[PATCH] KVM: arm64: Ensure I-cache isolation between vcpus of a same VM

Tue Mar 9 17:07:18 GMT 2021

Hi Marc,

On 3/8/21 8:03 PM, Marc Zyngier wrote:
> Hi Alex,
>
> On Mon, 08 Mar 2021 16:53:09 +0000,
> Alexandru Elisei <alexandru.elisei at arm.com> wrote:
>> Hello,
>>
>> It's not clear to me why this patch is needed. If one VCPU in the VM is generating
>> code, is it not the software running in the VM responsible for keeping track of
>> the MMU state of the other VCPUs and making sure the new code is executed
>> correctly? Why should KVM get involved?
>>
>> I don't see how this is different than running on bare metal (no
>> hypervisor), and one CPU with the MMU on generates code that another
>> CPU with the MMU off must execute.
> The difference is that so far, we have always considered i-caches to
> be private to each CPU. With a hypervisor that allows migration of
> vcpus from one physical CPU to another, the i-cache isn't private
> anymore from the perspective of the vcpus.

I think I understand what the problem is. VCPU X running on CPU A with MMU off
fetches instructions from PoC and allocates them into the icache. VCPU Y running
on CPU B generates code and does dcache clean to PoU + icache invalidate, gets
scheduled on CPU A and executes the stale instructions fetched by VCPU X from PoC.

>
>> Some comments below.
>>
>> On 3/6/21 2:15 PM, Catalin Marinas wrote:
>>> On Sat, Mar 06, 2021 at 10:54:47AM +0000, Marc Zyngier wrote:
>>>> On Fri, 05 Mar 2021 19:07:09 +0000,
>>>> Catalin Marinas <catalin.marinas at arm.com> wrote:
>>>>> On Wed, Mar 03, 2021 at 04:45:05PM +0000, Marc Zyngier wrote:
>>>>>> It recently became apparent that the ARMv8 architecture has interesting
>>>>>> rules regarding attributes being used when fetching instructions
>>>>>> if the MMU is off at Stage-1.
>>>>>>
>>>>>> In this situation, the CPU is allowed to fetch from the PoC and
>>>>>> allocate into the I-cache (unless the memory is mapped with
>>>>>> the XN attribute at Stage-2).
>>>>> Digging through the ARM ARM is hard. Do we have this behaviour with FWB
>>>>> as well?
>>>> The ARM ARM doesn't seem to mention FWB at all when it comes to
>>>> instruction fetch, which is sort of expected as it only covers the
>>>> D-side. I *think* we could sidestep this when CTR_EL0.DIC is set
>>>> though, as the I-side would then snoop the D-side.
>>> Not sure this helps.

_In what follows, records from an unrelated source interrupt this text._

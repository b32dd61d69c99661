//! Pipeline composition: archive → compress → encrypt into one artifact.
//!
//! Building a pipeline is pure; nothing is spawned until [`Pipeline::run`].

pub mod process;

use crate::config::{Config, PipelineConfig};
use crate::utils::{BackupError, Result};
use std::fmt;
use std::path::{Path, PathBuf};

/// Placeholder replaced by the encryption key path in the encrypt stage
pub const KEY_PLACEHOLDER: &str = "{key}";

/// One command in a pipeline
#[derive(Debug, Clone, PartialEq, Eq)]
pub struct Stage {
    pub program: String,
    pub args: Vec<String>,
}

impl Stage {
    pub fn new(program: impl Into<String>) -> Self {
        Self {
            program: program.into(),
            args: Vec::new(),
        }
    }

    pub fn arg(mut self, arg: impl Into<String>) -> Self {
        self.args.push(arg.into());
        self
    }

    /// Build a stage from a configured argv, e.g. `["gzip", "-c"]`.
    pub fn from_argv(argv: &[String], what: &str) -> Result<Self> {
        let (program, args) = argv
            .split_first()
            .ok_or_else(|| BackupError::Config(format!("{} command is empty", what)))?;
        Ok(Self {
            program: program.clone(),
            args: args.to_vec(),
        })
    }
}

impl fmt::Display for Stage {
    fn fmt(&self, f: &mut fmt::Formatter<'_>) -> fmt::Result {
        write!(f, "{}", shell_quote(&self.program))?;
        for arg in &self.args {
            write!(f, " {}", shell_quote(arg))?;
        }
        Ok(())
    }
}

/// What the pipeline reads from
#[derive(Debug, Clone, Copy, PartialEq, Eq)]
pub enum SourceKind {
    /// Directory tree, read by the archive stage
    Directory,
    /// Regular file, fed to the first stage on stdin
    File,
    /// Output of a producer command (custom items)
    Command,
}

/// A chain of stages whose last stdout is written to `output`
#[derive(Debug, Clone)]
pub struct Pipeline {
    pub kind: SourceKind,
    pub input: Option<PathBuf>,
    pub stages: Vec<Stage>,
    pub output: PathBuf,
}

impl Pipeline {
    /// Shell-like rendering used in logs and error messages
    pub fn render(&self) -> String {
        let mut rendered = self
            .stages
            .iter()
            .map(|s| s.to_string())
            .collect::<Vec<_>>()
            .join(" | ");
        if let Some(input) = &self.input {
            rendered = format!("{} < {}", rendered, shell_quote(&input.to_string_lossy()));
        }
        format!("{} > {}", rendered, shell_quote(&self.output.to_string_lossy()))
    }
}

impl fmt::Display for Pipeline {
    fn fmt(&self, f: &mut fmt::Formatter<'_>) -> fmt::Result {
        f.write_str(&self.render())
    }
}

/// Builds archive/compress/encrypt pipelines from the configured stage commands
#[derive(Debug, Clone)]
pub struct PipelineBuilder {
    archive: Vec<String>,
    compress: Vec<String>,
    encrypt: Vec<String>,
    encryption_key: Option<PathBuf>,
}

impl PipelineBuilder {
    pub fn new(pipeline: &PipelineConfig, encryption_key: Option<PathBuf>) -> Self {
        Self {
            archive: pipeline.archive.clone(),
            compress: pipeline.compress.clone(),
            encrypt: pipeline.encrypt.clone(),
            encryption_key,
        }
    }

    pub fn from_config(config: &Config) -> Self {
        Self::new(&config.pipeline, config.encryption_key.clone())
    }

    /// Pipeline for a file or directory source. `Ok(None)` means the source
    /// does not exist and the caller should skip it.
    pub fn for_path(
        &self,
        source: &Path,
        excludes: &[String],
        output: &Path,
    ) -> Result<Option<Pipeline>> {
        let metadata = match std::fs::metadata(source) {
            Ok(m) => m,
            Err(e) if e.kind() == std::io::ErrorKind::NotFound => return Ok(None),
            Err(e) => return Err(e.into()),
        };

        let mut stages = Vec::with_capacity(3);
        let (kind, input) = if metadata.is_dir() {
            stages.push(self.archive_stage(source, excludes)?);
            (SourceKind::Directory, None)
        } else {
            (SourceKind::File, Some(source.to_path_buf()))
        };
        stages.push(Stage::from_argv(&self.compress, "compress")?);
        stages.push(self.encrypt_stage()?);

        Ok(Some(Pipeline {
            kind,
            input,
            stages,
            output: output.to_path_buf(),
        }))
    }

    /// Pipeline streaming a producer command's stdout through compress and encrypt
    pub fn for_command(&self, producer: Stage, output: &Path) -> Result<Pipeline> {
        Ok(Pipeline {
            kind: SourceKind::Command,
            input: None,
            stages: vec![
                producer,
                Stage::from_argv(&self.compress, "compress")?,
                self.encrypt_stage()?,
            ],
            output: output.to_path_buf(),
        })
    }

    fn archive_stage(&self, source: &Path, excludes: &[String]) -> Result<Stage> {
        let mut stage = Stage::from_argv(&self.archive, "archive")?;
        for pattern in excludes {
            stage = stage.arg(format!("--exclude={}", pattern));
        }

        let (parent, base) = match (source.parent(), source.file_name()) {
            (Some(parent), Some(base)) if !parent.as_os_str().is_empty() => {
                (parent.to_path_buf(), base.to_string_lossy().to_string())
            }
            (Some(_), Some(base)) => (PathBuf::from("."), base.to_string_lossy().to_string()),
            _ => (source.to_path_buf(), ".".to_string()),
        };

        Ok(stage
            .arg("-C")
            .arg(parent.to_string_lossy().to_string())
            .arg("-cf")
            .arg("-")
            .arg(base))
    }

    fn encrypt_stage(&self) -> Result<Stage> {
        let needs_key = self.encrypt.iter().any(|a| a.contains(KEY_PLACEHOLDER));
        if !needs_key {
            return Stage::from_argv(&self.encrypt, "encrypt");
        }

        let key = self.encryption_key.as_ref().ok_or_else(|| {
            BackupError::Config("encryption_key is not configured".to_string())
        })?;
        if !key.is_file() {
            return Err(BackupError::Config(format!(
                "encryption key {} does not exist",
                key.display()
            )));
        }

        let key = key.to_string_lossy();
        let argv: Vec<String> = self
            .encrypt
            .iter()
            .map(|a| a.replace(KEY_PLACEHOLDER, &key))
            .collect();
        Stage::from_argv(&argv, "encrypt")
    }
}

fn shell_quote(s: &str) -> String {
    let plain = !s.is_empty()
        && s
            .chars()
            .all(|c| c.is_ascii_alphanumeric() || "-_./=:,+@%{}".contains(c));
    if plain {
        s.to_string()
    } else {
        format!("'{}'", s.replace('\'', r"'\''"))
    }
}
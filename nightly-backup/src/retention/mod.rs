//! Retention engines for the local backup root and the remote store.
//!
//! The two policies are independent and may disagree: the local root keeps
//! weeks of history while the remote store keeps only the last few dates.

pub mod local;
pub mod remote;

pub use local::{prune_local, LocalPlan, LocalPolicy};
pub use remote::{prune_remote, select_expired};
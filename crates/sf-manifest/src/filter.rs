//! Managed-package exclusion.

use regex_lite::Regex;
use sf_inventory_metadata::ComponentRecord;
use tracing::warn;

const INSTALLED_STATE: &str = "installed";

/// Matches full names carrying an installed package's namespace, compiled
/// once per run as `^(ns1|ns2|...)+__`.
#[derive(Debug, Clone, Default)]
pub struct ManagedPackageFilter {
    pattern: Option<Regex>,
}

impl ManagedPackageFilter {
    /// Build the pattern from installed namespace prefixes. Blank prefixes
    /// are ignored; with none left the filter matches nothing.
    pub fn from_namespaces<I, S>(namespaces: I) -> Self
    where
        I: IntoIterator<Item = S>,
        S: AsRef<str>,
    {
        let alternatives: Vec<String> = namespaces
            .into_iter()
            .map(|ns| ns.as_ref().trim().to_string())
            .filter(|ns| !ns.is_empty())
            .map(|ns| regex_lite::escape(&ns))
            .collect();

        if alternatives.is_empty() {
            return Self::none();
        }

        let source = format!("^({})+__", alternatives.join("|"));
        match Regex::new(&source) {
            Ok(pattern) => Self { pattern: Some(pattern) },
            Err(err) => {
                warn!(pattern = %source, error = %err, "installed package pattern rejected");
                Self::none()
            }
        }
    }

    /// A filter that matches nothing.
    pub fn none() -> Self {
        Self { pattern: None }
    }

    pub fn matches(&self, full_name: &str) -> bool {
        self.pattern
            .as_ref()
            .is_some_and(|pattern| pattern.is_match(full_name))
    }

    /// Whether any managed signal holds for `record`: a namespaced full
    /// name, a namespace prefix, or the `installed` manageable state.
    pub fn excludes(&self, record: &ComponentRecord) -> bool {
        self.matches(&record.full_name)
            || record.is_namespaced()
            || record.manageable_state.as_deref() == Some(INSTALLED_STATE)
    }
}
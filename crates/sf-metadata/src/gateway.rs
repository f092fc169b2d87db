//! The gateway seam between the inventory engine and an org.

use std::future::Future;

use crate::error::Result;
use crate::types::{ListQuery, Listing, TypeDescriptor};

/// Remote operations the inventory engine and the retriever caches consume.
///
/// Every call is a single non-blocking request. Implementations do not retry
/// and do not impose timeouts of their own beyond what the transport does; a
/// timeout surfaces as an ordinary `Err`.
pub trait MetadataGateway: Send + Sync {
    /// Describe every metadata type of the catalog at `api_version`.
    fn describe_types(
        &self,
        api_version: &str,
    ) -> impl Future<Output = Result<Vec<TypeDescriptor>>> + Send;

    /// List the components of one type, optionally scoped to a folder.
    fn list_components(
        &self,
        query: &ListQuery,
        api_version: &str,
    ) -> impl Future<Output = Result<Listing>> + Send;

    /// Resolve an object's durable id. `Ok(None)` means the object is unknown.
    fn resolve_durable_id(
        &self,
        object_name: &str,
    ) -> impl Future<Output = Result<Option<String>>> + Send;

    /// Run a SOQL query and return every row of every page.
    fn query(&self, soql: &str) -> impl Future<Output = Result<Vec<serde_json::Value>>> + Send;
}
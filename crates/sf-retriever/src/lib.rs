//! # sf-inventory-retriever
//!
//! Lazily populated, per-connection caches answering "does component X
//! exist" by combining locally known components with on-demand lookups
//! against the org.
//!
//! - [`EntityDefinitionRetriever`] - object name to durable id, plus the
//!   objects permissions can be granted on
//! - [`RetrieverCache`] - generic per-owner memo used by the typed retrievers
//! - [`FieldRetriever`] - `FieldDefinition` rows per object
//! - [`LocalComponents`] - what the on-disk source already declares
//!
//! Caches are plain values owned by the run that creates them. Nothing is
//! global, so two runs against two orgs never see each other's entries.
//!
//! ## Example
//!
//! ```rust,ignore
//! use std::sync::Arc;
//! use sf_inventory_retriever::{FieldRetriever, LocalComponents};
//!
//! let gateway = Arc::new(metadata_client);
//! let fields = FieldRetriever::for_gateway(gateway, LocalComponents::new(false));
//!
//! if fields.field_exists("Account.Rating").await? {
//!     println!("Rating is present");
//! }
//! ```

mod cache;
mod entity;
mod error;
mod field;
mod local;
#[cfg(test)]
mod test_support;

pub use cache::{Component, RetrieverCache};
pub use entity::EntityDefinitionRetriever;
pub use error::{Error, ErrorKind, Result};
pub use field::{Field, FieldRetriever};
pub use local::LocalComponents;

CTR_EL0.DIC refers to the need for maintenance to
>>> PoU while the SCTLR_EL1.M == 0 causes the I-cache to fetch from PoC. I
>>> don't think I-cache snooping the D-cache would happen to the PoU when
>>> the S1 MMU is off.
>> FEAT_FWB requires that CLIDR_EL1.{LoUIS, LoUU} = {0, 0} which means
>> that no dcache clean is required for instruction to data coherence
>> (page D13-3086). I interpret that as saying that with FEAT_FWB,
>> CTR_EL0.IDC is effectively 1, which means that dcache clean is not
>> required for instruction generation, and icache invalidation is
>> required only if CTR_EL0.DIC = 0 (according to B2-158).
>>
>>> My reading of D4.4.4 is that when SCTLR_EL1.M == 0 both I and D accesses
>>> are Normal Non-cacheable with a note in D4.4.6 that Non-cacheable
>>> accesses may be held in the I-cache.
>> Nitpicking, but SCTLR_EL1.M == 0 and SCTLR_EL1.I == 1 means that
>> instruction fetches are to Normal Cacheable, Inner and Outer
>> Read-Allocate memory (ARM DDI 0487G.a, pages D5-2709 and indirectly
>> at D13-3586).
> I think that's the allocation in unified caches, and not necessarily
> the i-cache, given that it also mention things such as "Inner
> Write-Through", which makes no sense for the i-cache.
>> Like you've pointed out, as mentioned in D4.4.6, it is always
>> possible that instruction fetches are held in the instruction cache,
>> regardless of the state of the SCTLR_EL1.M bit.
> Exactly, and that's what breaks things.
>
>>> The FWB rules on combining S1 and S2 says that Normal Non-cacheable at
>>> S1 is "upgraded" to cacheable. This should happen irrespective of
>>> whether the S1 MMU is on or off and should apply to both I and D
>>> accesses (since it does not explicitly says). So I think we could skip
>>> this IC IALLU when FWB is present.
>>>
>>> The same logic should apply when the VMM copies the VM text. With FWB,
>>> we probably only need D-cache maintenance to PoU and only if
>>> CTR_EL0.IDC==0. I haven't checked what the code currently does.
>> When FEAT_FWB, CTR_EL0.IDC is effectively 1 (see above), so we don't
>> need a dcache clean in this case.
> But that isn't what concerns me. FWB is exclusively documented in
> terms of d-cache, and doesn't describe how that affects the
> instruction fetch (which is why I'm reluctant to attribute any effect
> to it).

I tend to agree with this. FEAT_S2FWB is described in terms of resultant memory
type, cacheability attribute and cacheability hints, which in the architecture
don't affect the need to do instruction cache invalidation or data cache clean
when generating instructions.

There's also this part which is specifically targeted at instruction generation
(page D5-2761):

"When FEAT_S2FWB is implemented, the architecture requires that CLIDR_EL1.{LOUU,
LOIUS} are zero so that no levels of data cache need to be cleaned in order to
manage coherency with instruction fetches."

There's no mention of not needing to do instruction invalidation. I think the
invalidation is still necessary with FWB when CTR_EL0.DIC == 0b0.

Thanks,

Alex

> Thanks,
>
> 	M.
>